Wu Shaotong

Personal information
- Born: 13 December 1998 (age 27) Heilongjiang, China

Sport
- Country: China
- Sport: Snowboarding
- Event: Halfpipe

Medal record
Women's snowboarding
Representing China
Asian Winter Games
| Bronze medal – third place | 2025 Harbin | Halfpipe |
Winter Universiade
| Silver medal – second place | 2019 Krasnoyarsk | Halfpipe |

= Wu Shaotong =

Chinese snowboarder (born 1998)

Wu Shaotong (武绍桐 (Wǔ Shàotóng); born 13 December 1998) is a Chinese snowboarder. She represented China at the 2022 Winter Olympics.

==Career==
Wu competed at the 2019 Winter Universiade and won a bronze medal in the halfpipe event with a score of 70.50. On 23 January 2022, she was selected to represent China at the 2022 Winter Olympics.
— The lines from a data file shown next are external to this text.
//! Cookie-based session authentication.
//!
//! A single signed, stateless token (1 hour) carried in an HttpOnly cookie.
//! Two extractors share the same resolution logic: [`SessionState`] annotates
//! every request without ever blocking it, [`RequireAuth`] gates protected
//! routes and redirects to the login page on failure.

mod cookie;
mod errors;
mod extractors;
mod state;
mod types;

pub use cookie::{SESSION_COOKIE_NAME, clear_session_cookie, get_cookie, session_cookie};
pub use errors::{LOGIN_PATH, LoginRedirect};
pub use extractors::{RequireAuth, SessionState};
pub use state::HasSessionAuth;
pub use types::{AuthenticatedUser, RequestIdentity};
Wu competed at the 2025 Asian Winter Games in the halfpipe event and won a bronze medal. She finished third in qualification with a score of 86.50. The finals were cancelled due to strong winds, and the qualification results were considered the final results.

During the 2022–23 FIS Snowboard World Cup, she earned her first career World Cup podium finish on 21 January 2023, finishing in second place. During the 2025–26 FIS Snowboard World Cup, she earned her second career World Cup podium finish on 3 January 2026, winning a silver medal with a score of 77.25.